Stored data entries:
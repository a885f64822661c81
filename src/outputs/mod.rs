//! Output generation.
//!
//! # Submodules
//!
//! - [`json`]: writes the final record stream as a JSON dataset

pub mod json;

WHAT THE TASK REQUIRES: Reproduce the entries exactly. Every word has to stay the same.

ANSWER TO THIS TASK:
repository a885f64822661c81
filename src/outputs/mod.rs
//! Output generation.
//!
//! # Submodules
//!
//! - [`json`]: writes the final record stream as a JSON dataset

pub mod json;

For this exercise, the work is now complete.